🤖 AI Summary
This work addresses the challenge of effectively integrating two distinct types of preference signals—individual ratings and pairwise comparisons—to improve the accuracy of inferred entity scores. The authors propose SCoRa, a unified probabilistic graphical model that jointly learns entity scores through maximum a posteriori (MAP) estimation. They provide the first systematic theoretical demonstration that combining both signal types yields significantly better performance than methods relying on either signal alone, particularly in accurately ranking top-tier entities. Theoretical analysis establishes the model’s monotonicity and robustness, while empirical results confirm that SCoRa reliably recovers true scores even under model misspecification and consistently outperforms baseline approaches that use only ratings or only pairwise comparisons in real-world scenarios.
📝 Abstract
Should humans be asked to evaluate entities individually or comparatively? This question has been the subject of long debates. In this work, we show that, interestingly, combining both forms of preference elicitation can outperform the focus on a single kind.
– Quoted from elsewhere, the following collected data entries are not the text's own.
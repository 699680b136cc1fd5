/// Presentation layer: double-buffered, diff-based terminal renderer.
///
/// How it works:
///   1. Fold the tick's `PresentationEvent`s into a `View` (HUD, dialogue, outcome)
///   2. Build the next frame into `front` buffer (array of Cell) from the
///      `View` plus the session's bodies, scaled from world units to cells
///   3. Compare each cell with `back` buffer (previous frame)
///   4. Only emit terminal commands for cells that changed
///   5. All commands are batched with `queue!`, flushed once at the end
///   6. Swap front/back
///
/// Screen layout:
///   row 0        level name and fear
///   row 1        fear / enlightenment bars, ability slots
///   rows 2..     arena (1200 × 700 world scaled to the terminal)
///   last 4 rows  dialogue box, message / help line

use std::io::{self, BufWriter, Write};

use crossterm::{
    cursor::{self, MoveTo},
    execute, queue,
    style::{Color, Print, ResetColor, SetBackgroundColor, SetForegroundColor},
    terminal::{self, Clear, ClearType},
};

use mindbloom::domain::ability::{AbilitySlot, ABILITY_DEFS};
use mindbloom::domain::catalog::{BackgroundSpec, WORLD_HEIGHT, WORLD_WIDTH};
use mindbloom::domain::entity::{Aabb, VillainState};
use mindbloom::sim::event::PresentationEvent;
use mindbloom::sim::world::{GameSession, Phase};

// ── View: what the events told us ──

#[derive(Clone, Debug, PartialEq)]
pub struct Dialogue {
    pub text: String,
    pub speaker: String,
    pub accent: Option<u32>,
}

#[derive(Clone, Copy, Debug, PartialEq, Eq)]
pub enum Outcome {
    Victory { enlightenment: i32 },
    Defeat { enlightenment: i32 },
}

const MESSAGE_MS: u64 = 3_000;
const HIT_FLASH_MS: u64 = 250;
const SLOT_FLASH_MS: u64 = 400;

/// Front-end state built only from presentation events.
#[derive(Clone, Debug)]
pub struct View {
    pub level_index: usize,
    pub level_name: String,
    pub fear_label: String,
    pub background: BackgroundSpec,
    pub fear: u8,
    pub enlightenment: u8,
    pub slots: [AbilitySlot; 4],
    pub dialogue: Option<Dialogue>,
    pub slowed: bool,
    pub outcome: Option<Outcome>,
    message: String,
    message_ms: u64,
    /// Free-running clock for blink and title colour cycling.
    anim_ms: u64,
    hit_flash_ms: u64,
    slot_flash_ms: [u64; 4],
}

impl View {
    pub fn new() -> Self {
        View {
            level_index: 0,
            level_name: String::new(),
            fear_label: String::new(),
            background: BackgroundSpec::default(),
            fear: 0,
            enlightenment: 0,
            slots: [AbilitySlot::Locked; 4],
            dialogue: None,
            slowed: false,
            outcome: None,
            message: String::new(),
            message_ms: 0,
            anim_ms: 0,
            hit_flash_ms: 0,
            slot_flash_ms: [0; 4],
        }
    }

    pub fn apply_all(&mut self, events: &[PresentationEvent]) {
        for ev in events {
            self.apply(ev);
        }
    }

    pub fn apply(&mut self, ev: &PresentationEvent) {
        use PresentationEvent as E;
        match ev {
            E::LevelStarted { index, name, fear_label, background } => {
                self.level_index = *index;
                self.level_name = name.clone();
                self.fear_label = fear_label.clone();
                self.background = background.clone();
                self.outcome = None;
            }
            E::ShowDialogue { text, speaker, accent, .. } => {
                self.dialogue = Some(Dialogue {
                    text: text.clone(),
                    speaker: speaker.clone(),
                    accent: *accent,
                });
            }
            E::DialogueCleared => self.dialogue = None,
            E::HudChanged { fear, enlightenment } => {
                self.fear = *fear;
                self.enlightenment = *enlightenment;
            }
            E::AbilitySlots(slots) => self.slots = *slots,
            E::AbilityActivated(id) | E::AbilityUnlocked(id) => {
                self.slot_flash_ms[id.index()] = SLOT_FLASH_MS;
            }
            E::PlayerHit { .. } => self.hit_flash_ms = HIT_FLASH_MS,
            E::TimeScaleChanged(scale) => self.slowed = *scale < 1.0,
            E::Victory { enlightenment } => {
                self.outcome = Some(Outcome::Victory { enlightenment: *enlightenment });
            }
            E::Defeat { enlightenment } => {
                self.outcome = Some(Outcome::Defeat { enlightenment: *enlightenment });
            }
            E::PickupCollected { .. }
            | E::Jumped
            | E::VillainDamaged { .. }
            | E::VillainDefeated { .. }
            | E::VillainIntegrated { .. }
            | E::VillainRemoved { .. } => {}
        }
    }

    /// Count down the purely visual timers.
    pub fn advance(&mut self, dt_ms: u64) {
        self.anim_ms = self.anim_ms.wrapping_add(dt_ms);
        self.message_ms = self.message_ms.saturating_sub(dt_ms);
        if self.message_ms == 0 {
            self.message.clear();
        }
        self.hit_flash_ms = self.hit_flash_ms.saturating_sub(dt_ms);
        for t in &mut self.slot_flash_ms {
            *t = t.saturating_sub(dt_ms);
        }
    }

    /// Front-end notice (save/load results) shown on the bottom line.
    pub fn notify(&mut self, text: impl Into<String>) {
        self.message = text.into();
        self.message_ms = MESSAGE_MS;
    }

    pub fn message(&self) -> &str {
        &self.message
    }
}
More specifically, we introduce SCoRa (Scoring from Comparisons and Ratings), a unified probabilistic model that allows to learn from both signals. We prove that the MAP estimator of SCoRa is well-behaved. It verifies monotonicity and robustness guarantees. We then empirically show that SCoRa recovers accurate scores, even under model mismatch. Most interestingly, we identify a realistic setting where combining comparisons and ratings outperforms using either one alone, and when the accurate ordering of top entities is critical. Given the de facto availability of signals of multiple forms, SCoRa additionally offers a versatile foundation for preference learning.